This current event was one of those jinxes designed to upset a weekend just before another Thanksgiving holiday. I was convinced that not only was I slated to face a physically uncomfortable weekend or longer without heat, but that I could likely expect resolving the problem would result in major furnace repair costs. How disappointing to much later discover I brought this all on myself. I can’t blame the equipment, an incompetent service person, some other household member, or even a pet.

The work week had not been exempted from requiring my involvement in emotionally filled situations with patients and family members. They were necessarily having to make major life changing decisions limited by choices, none of which were desirable. I welcomed the week ending.

Finally, on my way home I made a brief stop to purchase some fresh vegetables and fruit featured at one of my local farmers market type grocery stores. My mouth salivating from the colorful food’s visual stimulation, I was primed for dinner and spending the remainder of the evening engaged in mentally relaxing activities. First I would wind down with PBS financial reports followed by national and International news, then Bill Moyer’s habitual thought provoking weekly program.

I had long since perused the now quite old news from my daily newspapers delivered to my driveway about 5 A.M. early that morning. Even then their news was old, but I still enjoy holding a newspaper in my hands, scanning the pages, sometimes settling in to read more in depth some respected writer’s perspective about some issue. What grabs my attention lately are the ongoing investigations into monies paid to individuals associated with our California Public Employees Retirement (PERS) pension plan investments. I read with disgust some more excessive consulting monies being paid, financial greed going on, as some other cities, counties and States have discovered within their own similar pension plans, but I digress.

My default mode in many instances when I bypass reading, television, other activities is to seek my computer’s screen and keyboard. That night I violated my commitment to myself to go to bed at a reasonable hour, meaning before midnight, or at least right after Charlie Rose’s PBS TV show ended at 12:30 A.M. but I finally retired. When I awakened much later Saturday morning I delighted in lounging in bed, then performing my regular exercises and listening to L.A.’s one remaining all news radio station, KNX. Instantly, I hear the latest local, national and international news including sports headlines, weather and freeway driving conditions. If I want more in depth information on any story, I make note and can refer later to the Internet.

Another radio conveniently located in my bathroom is perpetually tuned to National Public Radio (NPR) allowing me to enjoy their fare on every visit.
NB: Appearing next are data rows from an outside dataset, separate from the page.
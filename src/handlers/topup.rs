use axum::{
    Json,
    extract::{Path, Query, State},
    response::IntoResponse,
};
use serde::Deserialize;

use crate::AppState;
use crate::error::AppError;
use crate::handlers::AuthedUser;
use crate::services::coordinator::TopupRequest;

#[derive(Debug, Deserialize)]
pub struct QuoteParams {
    pub quantity: i64,
}

pub async fn quote(
    State(state): State<AppState>,
    Query(params): Query<QuoteParams>,
) -> Result<impl IntoResponse, AppError> {
    let breakdown = state.coordinator.quote(params.quantity)?;
    Ok(Json(breakdown))
}

pub async fn initiate(
    State(state): State<AppState>,
    AuthedUser(user_id): AuthedUser,
    Json(request): Json<TopupRequest>,
) -> Result<impl IntoResponse, AppError> {
    let payload = state.coordinator.initiate(user_id, request).await?;
    Ok(Json(payload))
}

pub async fn history(
    State(state): State<AppState>,
    AuthedUser(user_id): AuthedUser,
) -> Result<impl IntoResponse, AppError> {
    let views = state.coordinator.history(user_id).await?;
    Ok(Json(views))
}

pub async fn poll(
    State(state): State<AppState>,
    AuthedUser(user_id): AuthedUser,
    Path(merchant_ref): Path<String>,
) -> Result<impl IntoResponse, AppError> {
    let view = state.coordinator.poll(user_id, &merchant_ref).await?;
    Ok(Json(view))
}
//! Postgres store tests. Ignored by default; they need DATABASE_URL pointing
//! at a disposable database.
//!
//! Run with: `DATABASE_URL=postgres://... cargo test -- --ignored`

use chrono::Utc;
use sqlx::PgPool;
use sqlx::migrate::Migrator;
use std::path::Path;
use std::sync::Arc;

use topup_core::domain::TopupStatus;
use topup_core::store::postgres::{PostgresQuotaLedger, PostgresTopupStore};
use topup_core::store::{
    GatewayInfo, NewTopup, QuotaLedger, TerminalTransition, TopupStore,
};

async fn setup_test_db() -> PgPool {
    let database_url = std::env::var("DATABASE_URL").expect("DATABASE_URL must be set for tests");
    let pool = PgPool::connect(&database_url)
        .await
        .expect("Failed to connect to test DB");
    let migrator = Migrator::new(Path::new("./migrations"))
        .await
        .expect("Failed to load migrations");
    migrator
        .run(&pool)
        .await
        .expect("Failed to run migrations on test DB");
    pool
}

fn draft(merchant_ref: &str, user_id: i64) -> NewTopup {
    NewTopup {
        merchant_ref: merchant_ref.to_string(),
        user_id,
        unit_price: 5000,
        quantity: 5,
        subtotal: 25000,
        discount_percent: 12,
        discount_amount: 3000,
        final_amount: 22000,
        payment_method: "QRIS".to_string(),
        expires_at: Utc::now().timestamp() + 3600,
    }
}

#[tokio::test]
#[ignore]
async fn test_pg_lifecycle_and_idempotent_transition() {
    let pool = setup_test_db().await;
    let store = PostgresTopupStore::new(pool);

    let merchant_ref = format!("INV{}pg1_U1_Q5", Utc::now().timestamp_micros());
    store.create(draft(&merchant_ref, 1)).await.unwrap();
    store
        .attach_gateway_info(
            &merchant_ref,
            GatewayInfo {
                gateway_ref: format!("T-{merchant_ref}"),
                checkout_url: "https://pay.example/x".to_string(),
                qr_url: None,
                pay_code: None,
                expires_at: Utc::now().timestamp() + 3600,
            },
        )
        .await
        .unwrap();

    let first = store
        .transition_to_terminal(&merchant_ref, TopupStatus::Paid, Some(Utc::now()))
        .await
        .unwrap();
    assert!(matches!(first, TerminalTransition::Applied(_)));

    let second = store
        .transition_to_terminal(&merchant_ref, TopupStatus::Paid, Some(Utc::now()))
        .await
        .unwrap();
    assert!(matches!(second, TerminalTransition::AlreadyTerminal(_)));

    assert!(store.claim_credit(&merchant_ref).await.unwrap());
    assert!(!store.claim_credit(&merchant_ref).await.unwrap());
}

#[tokio::test(flavor = "multi_thread", worker_threads = 4)]
#[ignore]
async fn test_pg_concurrent_transitions_have_one_winner() {
    let pool = setup_test_db().await;
    let store = Arc::new(PostgresTopupStore::new(pool));

    let merchant_ref = format!("INV{}pg2_U1_Q5", Utc::now().timestamp_micros());
    store.create(draft(&merchant_ref, 1)).await.unwrap();
    store
        .attach_gateway_info(
            &merchant_ref,
            GatewayInfo {
                gateway_ref: format!("T-{merchant_ref}"),
                checkout_url: "https://pay.example/x".to_string(),
                qr_url: None,
                pay_code: None,
                expires_at: Utc::now().timestamp() + 3600,
            },
        )
        .await
        .unwrap();

    let mut handles = Vec::new();
    for _ in 0..8 {
        let store = store.clone();
        let merchant_ref = merchant_ref.clone();
        handles.push(tokio::spawn(async move {
            store
                .transition_to_terminal(&merchant_ref, TopupStatus::Paid, Some(Utc::now()))
                .await
                .unwrap()
        }));
    }

    let mut winners = 0;
    for handle in handles {
        if matches!(handle.await.unwrap(), TerminalTransition::Applied(_)) {
            winners += 1;
        }
    }
    assert_eq!(winners, 1);
}

#[tokio::test]
#[ignore]
async fn test_pg_ledger_guard_rejects_overdraft() {
    let pool = setup_test_db().await;
    let ledger = PostgresQuotaLedger::new(pool);

    let user_id = Utc::now().timestamp_micros(); // fresh user per run
    assert_eq!(ledger.credit(user_id, 5).await.unwrap(), 5);
    assert_eq!(ledger.debit(user_id, 2).await.unwrap(), 3);
    assert!(ledger.debit(user_id, 10).await.is_err());
    assert_eq!(ledger.balance(user_id).await.unwrap(), 3);
}
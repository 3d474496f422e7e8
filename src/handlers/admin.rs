use axum::{
    Json,
    extract::{Path, State},
    response::IntoResponse,
};
use serde::Deserialize;

use crate::AppState;
use crate::error::AppError;

/// Enabled payment channels for the checkout page.
pub async fn list_channels(State(state): State<AppState>) -> Result<impl IntoResponse, AppError> {
    let methods = state.methods.list_enabled().await?;
    Ok(Json(methods))
}

/// Reconciles the cached channel set against the gateway's live list.
pub async fn sync_channels(State(state): State<AppState>) -> Result<impl IntoResponse, AppError> {
    let report = state.channel_sync.sync().await?;
    Ok(Json(report))
}

#[derive(Debug, Deserialize)]
pub struct SetEnabledRequest {
    pub is_enabled: bool,
}

pub async fn set_enabled(
    State(state): State<AppState>,
    Path(code): Path<String>,
    Json(request): Json<SetEnabledRequest>,
) -> Result<impl IntoResponse, AppError> {
    let method = state.methods.set_enabled(&code, request.is_enabled).await?;
    Ok(Json(method))
}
I’m inclined to believe I listen to this station more since I’ve gotten older. I don’t think it’s my imagination that I perceive myself taking more frequent excursions to this increasingly popular room in my house and lingering there longer. A couple more radios in other rooms, including one old-fashioned dial radio that also plays cassette tapes, allows me to extend whatever program fare I might choose to follow further when I leave those back rooms.

Saturdays and Sundays KNX airs two special several hour long shows, portions of which I occasionally hear. The first program is a call-in cooking show conducted by former caterer, Melinda Lee. Everything you might ever want to know and information you might never have thought of to ask is discussed either by her, call-in listeners or on her web site. She almost makes me want to cook some previously untried by me foods as a consequence of the serious but fun manner in which they’re discussed. I wish she had been on the air years ago when I was cooking more.
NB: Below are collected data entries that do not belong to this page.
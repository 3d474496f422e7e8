//! Conditional-update semantics of the store seams.

use chrono::Utc;
use std::sync::Arc;

use topup_core::domain::TopupStatus;
use topup_core::store::memory::{MemoryQuotaLedger, MemoryTopupStore};
use topup_core::store::{
    GatewayInfo, LedgerError, NewTopup, QuotaLedger, TerminalTransition, TopupStore,
};

fn draft(merchant_ref: &str, user_id: i64) -> NewTopup {
    NewTopup {
        merchant_ref: merchant_ref.to_string(),
        user_id,
        unit_price: 5000,
        quantity: 5,
        subtotal: 25000,
        discount_percent: 12,
        discount_amount: 3000,
        final_amount: 22000,
        payment_method: "QRIS".to_string(),
        expires_at: Utc::now().timestamp() + 3600,
    }
}

async fn unpaid(store: &MemoryTopupStore, merchant_ref: &str, user_id: i64) {
    store.create(draft(merchant_ref, user_id)).await.unwrap();
    store
        .attach_gateway_info(
            merchant_ref,
            GatewayInfo {
                gateway_ref: format!("T-{merchant_ref}"),
                checkout_url: "https://pay.example/x".to_string(),
                qr_url: None,
                pay_code: None,
                expires_at: Utc::now().timestamp() + 3600,
            },
        )
        .await
        .unwrap();
}

#[tokio::test]
async fn test_duplicate_merchant_ref_rejected() {
    let store = MemoryTopupStore::new();
    store.create(draft("INV1_U1_Q5", 1)).await.unwrap();
    assert!(store.create(draft("INV1_U1_Q5", 1)).await.is_err());
}

#[tokio::test]
async fn test_attach_moves_pending_to_unpaid() {
    let store = MemoryTopupStore::new();
    unpaid(&store, "INV1_U1_Q5", 1).await;

    let row = store
        .find_by_merchant_ref("INV1_U1_Q5")
        .await
        .unwrap()
        .unwrap();
    assert_eq!(row.status(), TopupStatus::Unpaid);
    assert_eq!(row.gateway_ref.as_deref(), Some("T-INV1_U1_Q5"));

    let by_gateway = store
        .find_by_gateway_ref("T-INV1_U1_Q5")
        .await
        .unwrap()
        .unwrap();
    assert_eq!(by_gateway.merchant_ref, "INV1_U1_Q5");
}

#[tokio::test]
async fn test_terminal_transition_is_idempotent() {
    let store = MemoryTopupStore::new();
    unpaid(&store, "INV1_U1_Q5", 1).await;

    let first = store
        .transition_to_terminal("INV1_U1_Q5", TopupStatus::Paid, Some(Utc::now()))
        .await
        .unwrap();
    assert!(matches!(first, TerminalTransition::Applied(_)));

    let second = store
        .transition_to_terminal("INV1_U1_Q5", TopupStatus::Paid, Some(Utc::now()))
        .await
        .unwrap();
    assert!(matches!(second, TerminalTransition::AlreadyTerminal(_)));

    // A terminal record cannot be moved to a different terminal state either.
    let third = store
        .transition_to_terminal("INV1_U1_Q5", TopupStatus::Expired, None)
        .await
        .unwrap();
    assert!(matches!(third, TerminalTransition::AlreadyTerminal(_)));
}

#[tokio::test]
async fn test_non_terminal_target_rejected() {
    let store = MemoryTopupStore::new();
    unpaid(&store, "INV1_U1_Q5", 1).await;

    assert!(
        store
            .transition_to_terminal("INV1_U1_Q5", TopupStatus::Unpaid, None)
            .await
            .is_err()
    );
}

#[tokio::test(flavor = "multi_thread", worker_threads = 4)]
async fn test_concurrent_transitions_have_one_winner() {
    let store = Arc::new(MemoryTopupStore::new());
    unpaid(&store, "INV1_U1_Q5", 1).await;

    let mut handles = Vec::new();
    for _ in 0..8 {
        let store = store.clone();
        handles.push(tokio::spawn(async move {
            store
                .transition_to_terminal("INV1_U1_Q5", TopupStatus::Paid, Some(Utc::now()))
                .await
                .unwrap()
        }));
    }

    let mut winners = 0;
    for handle in handles {
        if matches!(handle.await.unwrap(), TerminalTransition::Applied(_)) {
            winners += 1;
        }
    }
    assert_eq!(winners, 1);
}

#[tokio::test]
async fn test_claim_credit_succeeds_once() {
    let store = MemoryTopupStore::new();
    unpaid(&store, "INV1_U1_Q5", 1).await;

    // No claim before the record is PAID.
    assert!(!store.claim_credit("INV1_U1_Q5").await.unwrap());

    store
        .transition_to_terminal("INV1_U1_Q5", TopupStatus::Paid, Some(Utc::now()))
        .await
        .unwrap();

    assert!(store.claim_credit("INV1_U1_Q5").await.unwrap());
    assert!(!store.claim_credit("INV1_U1_Q5").await.unwrap());

    // Releasing the claim makes the record claimable again.
    store.unclaim_credit("INV1_U1_Q5").await.unwrap();
    assert!(store.claim_credit("INV1_U1_Q5").await.unwrap());
}

#[tokio::test]
async fn test_paid_uncredited_scan() {
    let store = MemoryTopupStore::new();
    unpaid(&store, "INV1_U1_Q5", 1).await;
    unpaid(&store, "INV2_U2_Q5", 2).await;

    store
        .transition_to_terminal("INV1_U1_Q5", TopupStatus::Paid, Some(Utc::now()))
        .await
        .unwrap();
    store
        .transition_to_terminal("INV2_U2_Q5", TopupStatus::Expired, None)
        .await
        .unwrap();

    let uncredited = store.find_paid_uncredited().await.unwrap();
    assert_eq!(uncredited.len(), 1);
    assert_eq!(uncredited[0].merchant_ref, "INV1_U1_Q5");

    store.claim_credit("INV1_U1_Q5").await.unwrap();
    assert!(store.find_paid_uncredited().await.unwrap().is_empty());
}

#[tokio::test]
async fn test_ledger_credit_and_debit() {
    let ledger = MemoryQuotaLedger::new();

    assert_eq!(ledger.balance(1).await.unwrap(), 0);
    assert_eq!(ledger.credit(1, 5).await.unwrap(), 5);
    assert_eq!(ledger.debit(1, 1).await.unwrap(), 4);

    let err = ledger.debit(1, 10).await.unwrap_err();
    assert!(matches!(
        err,
        LedgerError::Insufficient {
            user_id: 1,
            balance: 4,
            requested: 10
        }
    ));
    // Balance untouched by the rejected debit.
    assert_eq!(ledger.balance(1).await.unwrap(), 4);
}

#[tokio::test(flavor = "multi_thread", worker_threads = 4)]
async fn test_ledger_updates_are_atomic_per_user() {
    let ledger = Arc::new(MemoryQuotaLedger::new());

    let mut handles = Vec::new();
    for _ in 0..20 {
        let ledger = ledger.clone();
        handles.push(tokio::spawn(async move { ledger.credit(1, 1).await }));
    }
    for handle in handles {
        handle.await.unwrap().unwrap();
    }

    assert_eq!(ledger.balance(1).await.unwrap(), 20);
}
pub mod merchant_ref;
pub mod status;

pub use status::TopupStatus;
Her program is followed by “Make It Work” with Jeremy Anticouni and Tim Conway, Jr offering the latest tech news, other technical information and support with their on-air program and after-the-show webinar (that’s a live listener participation Internet interaction.)
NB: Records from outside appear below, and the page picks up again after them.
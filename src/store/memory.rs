//! In-process implementations of the storage seams.
//!
//! Used by the integration tests and for local development without a
//! database. The mutex around each map gives the same conditional-update
//! semantics the Postgres statements provide, within a single process.

use async_trait::async_trait;
use chrono::{DateTime, Utc};
use std::collections::HashMap;
use tokio::sync::Mutex;

use crate::db::models::{PaymentMethod, TopupTransaction};
use crate::domain::TopupStatus;
use crate::gateway::client::ChannelDescriptor;
use crate::store::{
    GatewayInfo, LedgerError, MethodStore, MethodUpsert, NewTopup, QuotaLedger, StoreError,
    TerminalTransition, TopupStore,
};

#[derive(Default)]
pub struct MemoryTopupStore {
    inner: Mutex<MemoryInner>,
}

#[derive(Default)]
struct MemoryInner {
    rows: HashMap<String, TopupTransaction>,
    next_id: i64,
}

impl MemoryTopupStore {
    pub fn new() -> Self {
        Self::default()
    }
}

#[async_trait]
impl TopupStore for MemoryTopupStore {
    async fn create(&self, draft: NewTopup) -> Result<TopupTransaction, StoreError> {
        let mut inner = self.inner.lock().await;
        if inner.rows.contains_key(&draft.merchant_ref) {
            return Err(StoreError::Duplicate(draft.merchant_ref));
        }

        inner.next_id += 1;
        let now = Utc::now();
        let row = TopupTransaction {
            id: inner.next_id,
            merchant_ref: draft.merchant_ref.clone(),
            gateway_ref: None,
            user_id: draft.user_id,
            unit_price: draft.unit_price,
            quantity: draft.quantity,
            subtotal: draft.subtotal,
            discount_percent: draft.discount_percent,
            discount_amount: draft.discount_amount,
            final_amount: draft.final_amount,
            payment_method: draft.payment_method,
            checkout_url: None,
            qr_url: None,
            pay_code: None,
            status: TopupStatus::Pending.as_str().to_string(),
            expires_at: draft.expires_at,
            paid_at: None,
            credited_at: None,
            created_at: now,
            updated_at: now,
        };
        inner.rows.insert(draft.merchant_ref, row.clone());
        Ok(row)
    }

    async fn attach_gateway_info(
        &self,
        merchant_ref: &str,
        info: GatewayInfo,
    ) -> Result<TopupTransaction, StoreError> {
        let mut inner = self.inner.lock().await;
        let row = inner
            .rows
            .get_mut(merchant_ref)
            .filter(|r| r.status == TopupStatus::Pending.as_str())
            .ok_or_else(|| StoreError::NotFound(format!("pending transaction {merchant_ref}")))?;

        row.gateway_ref = Some(info.gateway_ref);
        row.checkout_url = Some(info.checkout_url);
        row.qr_url = info.qr_url;
        row.pay_code = info.pay_code;
        row.expires_at = info.expires_at;
        row.status = TopupStatus::Unpaid.as_str().to_string();
        row.updated_at = Utc::now();
        Ok(row.clone())
    }

    async fn transition_to_terminal(
        &self,
        merchant_ref: &str,
        target: TopupStatus,
        paid_at: Option<DateTime<Utc>>,
    ) -> Result<TerminalTransition, StoreError> {
        if !target.is_terminal() {
            return Err(StoreError::Backend(format!(
                "{target} is not a terminal status"
            )));
        }

        let mut inner = self.inner.lock().await;
        let row = inner
            .rows
            .get_mut(merchant_ref)
            .ok_or_else(|| StoreError::NotFound(format!("transaction {merchant_ref}")))?;

        if row.status().is_terminal() {
            return Ok(TerminalTransition::AlreadyTerminal(row.clone()));
        }

        row.status = target.as_str().to_string();
        if paid_at.is_some() {
            row.paid_at = paid_at;
        }
        row.updated_at = Utc::now();
        Ok(TerminalTransition::Applied(row.clone()))
    }

    async fn claim_credit(&self, merchant_ref: &str) -> Result<bool, StoreError> {
        let mut inner = self.inner.lock().await;
        let Some(row) = inner.rows.get_mut(merchant_ref) else {
            return Ok(false);
        };
        if row.status() != TopupStatus::Paid || row.credited_at.is_some() {
            return Ok(false);
        }
        row.credited_at = Some(Utc::now());
        row.updated_at = Utc::now();
        Ok(true)
    }

    async fn unclaim_credit(&self, merchant_ref: &str) -> Result<(), StoreError> {
        let mut inner = self.inner.lock().await;
        if let Some(row) = inner.rows.get_mut(merchant_ref) {
            row.credited_at = None;
            row.updated_at = Utc::now();
        }
        Ok(())
    }

    async fn find_by_merchant_ref(
        &self,
        merchant_ref: &str,
    ) -> Result<Option<TopupTransaction>, StoreError> {
        Ok(self.inner.lock().await.rows.get(merchant_ref).cloned())
    }

    async fn find_by_gateway_ref(
        &self,
        gateway_ref: &str,
    ) -> Result<Option<TopupTransaction>, StoreError> {
        Ok(self
            .inner
            .lock()
            .await
            .rows
            .values()
            .find(|r| r.gateway_ref.as_deref() == Some(gateway_ref))
            .cloned())
    }

    async fn list_by_user(&self, user_id: i64) -> Result<Vec<TopupTransaction>, StoreError> {
        let inner = self.inner.lock().await;
        let mut rows: Vec<_> = inner
            .rows
            .values()
            .filter(|r| r.user_id == user_id)
            .cloned()
            .collect();
        rows.sort_by(|a, b| b.created_at.cmp(&a.created_at).then(b.id.cmp(&a.id)));
        Ok(rows)
    }

    async fn find_paid_uncredited(&self) -> Result<Vec<TopupTransaction>, StoreError> {
        let inner = self.inner.lock().await;
        Ok(inner
            .rows
            .values()
            .filter(|r| r.status() == TopupStatus::Paid && r.credited_at.is_none())
            .cloned()
            .collect())
    }
}

#[derive(Default)]
pub struct MemoryQuotaLedger {
    balances: Mutex<HashMap<i64, i64>>,
}

impl MemoryQuotaLedger {
    pub fn new() -> Self {
        Self::default()
    }
}

#[async_trait]
impl QuotaLedger for MemoryQuotaLedger {
    async fn credit(&self, user_id: i64, amount: i64) -> Result<i64, LedgerError> {
        let mut balances = self.balances.lock().await;
        let balance = balances.entry(user_id).or_insert(0);
        *balance += amount;
        Ok(*balance)
    }

    async fn debit(&self, user_id: i64, amount: i64) -> Result<i64, LedgerError> {
        let mut balances = self.balances.lock().await;
        let balance = balances.entry(user_id).or_insert(0);
        if *balance < amount {
            return Err(LedgerError::Insufficient {
                user_id,
                balance: *balance,
                requested: amount,
            });
        }
        *balance -= amount;
        Ok(*balance)
    }

    async fn balance(&self, user_id: i64) -> Result<i64, LedgerError> {
        Ok(*self.balances.lock().await.get(&user_id).unwrap_or(&0))
    }
}

#[derive(Default)]
pub struct MemoryMethodStore {
    methods: Mutex<HashMap<String, PaymentMethod>>,
}

impl MemoryMethodStore {
    pub fn new() -> Self {
        Self::default()
    }
}

#[async_trait]
impl MethodStore for MemoryMethodStore {
    async fn list(&self) -> Result<Vec<PaymentMethod>, StoreError> {
        let methods = self.methods.lock().await;
        let mut rows: Vec<_> = methods.values().cloned().collect();
        rows.sort_by(|a, b| a.code.cmp(&b.code));
        Ok(rows)
    }

    async fn list_enabled(&self) -> Result<Vec<PaymentMethod>, StoreError> {
        Ok(self
            .list()
            .await?
            .into_iter()
            .filter(|m| m.is_enabled)
            .collect())
    }

    async fn find_by_code(&self, code: &str) -> Result<Option<PaymentMethod>, StoreError> {
        Ok(self.methods.lock().await.get(code).cloned())
    }

    async fn upsert_from_gateway(
        &self,
        channel: &ChannelDescriptor,
    ) -> Result<MethodUpsert, StoreError> {
        let mut methods = self.methods.lock().await;
        let now = Utc::now();
        match methods.get_mut(&channel.code) {
            Some(existing) => {
                existing.name = channel.name.clone();
                existing.method_type = channel.group.clone();
                existing.fee_flat = channel.fee_flat;
                existing.fee_percent = channel.fee_percent;
                existing.minimum_fee = channel.minimum_fee;
                existing.maximum_fee = channel.maximum_fee;
                existing.icon_url = channel.icon_url.clone();
                existing.updated_at = now;
                Ok(MethodUpsert::Updated)
            }
            None => {
                methods.insert(
                    channel.code.clone(),
                    PaymentMethod {
                        code: channel.code.clone(),
                        name: channel.name.clone(),
                        method_type: channel.group.clone(),
                        fee_flat: channel.fee_flat,
                        fee_percent: channel.fee_percent,
                        minimum_fee: channel.minimum_fee,
                        maximum_fee: channel.maximum_fee,
                        icon_url: channel.icon_url.clone(),
                        is_enabled: true,
                        created_at: now,
                        updated_at: now,
                    },
                );
                Ok(MethodUpsert::Inserted)
            }
        }
    }

    async fn set_enabled(&self, code: &str, enabled: bool) -> Result<PaymentMethod, StoreError> {
        let mut methods = self.methods.lock().await;
        let method = methods
            .get_mut(code)
            .ok_or_else(|| StoreError::NotFound(format!("payment method {code}")))?;
        method.is_enabled = enabled;
        method.updated_at = Utc::now();
        Ok(method.clone())
    }
}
Lolling in bed debating with myself about when I would arise, I began to notice my bedroom felt much colder than usual. This realization occurred somewhere in the middle of Melinda Lee’s resolving one home cooks concerns about how to prepare sweet potato fries prior to Thanksgiving Day and another caller’s query about what kitchen pan could be used to bake some fancy concoction since he didn’t have the exact one specified in the recipe. The remainder of her show and that of Jeremy’s and Tim’s became background commentary for me as my actions necessarily began focusing on the house heating question.

I slid out of bed, slipped on some shoes, walked across the room to stand beneath the wall register situated above the master bath doorway. My arm reached upward with outstretched fingers to just above the register’s edge. Yes! There was air coming out, but it felt rather cool. I turned and walked out into the hallway to the thermostat (without my reading glasses) but could determine the temperature was heading toward 60 degrees, lower than where I had it automatically set to turn on. I moved the thermostat settings to jog any possible interior mechanisms sticking, but detected no appreciable change in the furnace function.

A few years ago I elected to keep my semi-automatic thermostat when our son offered to install a new completely automatic digital unit shortly after his Dad died. I just remember hastily thinking I don’t want anything new, nothing changed until I can become more familiar with the status quo. Now, I was thinking, I should have let my son put in that new unit, as I bent my head slightly to check the settings for first the air conditioning and then the heat. I squinted my eyes to better see those small printed words. Even though they weren’t clearly visible the settings on each seemed to be appropriate. A few trips back and forth to feel the register air, then alter the thermostat A/C and heat settings, listening to the furnace sounds confirmed no change, no heat.

I opened the door to the furnace closet immediately noticing the chart my husband had drawn and placed inside the door to track the permanent filter cleaning record. Uh oh! I had forgotten all about that little cleaning task these past six months. I had broken my very efficient upkeep record established since assuming that new filter care responsibility from my husband those few years ago. Surely, the filter couldn’t be so dirty as to prevent any warm air, but what did I know, maybe it was possible. Nothing to do but clean that filter now.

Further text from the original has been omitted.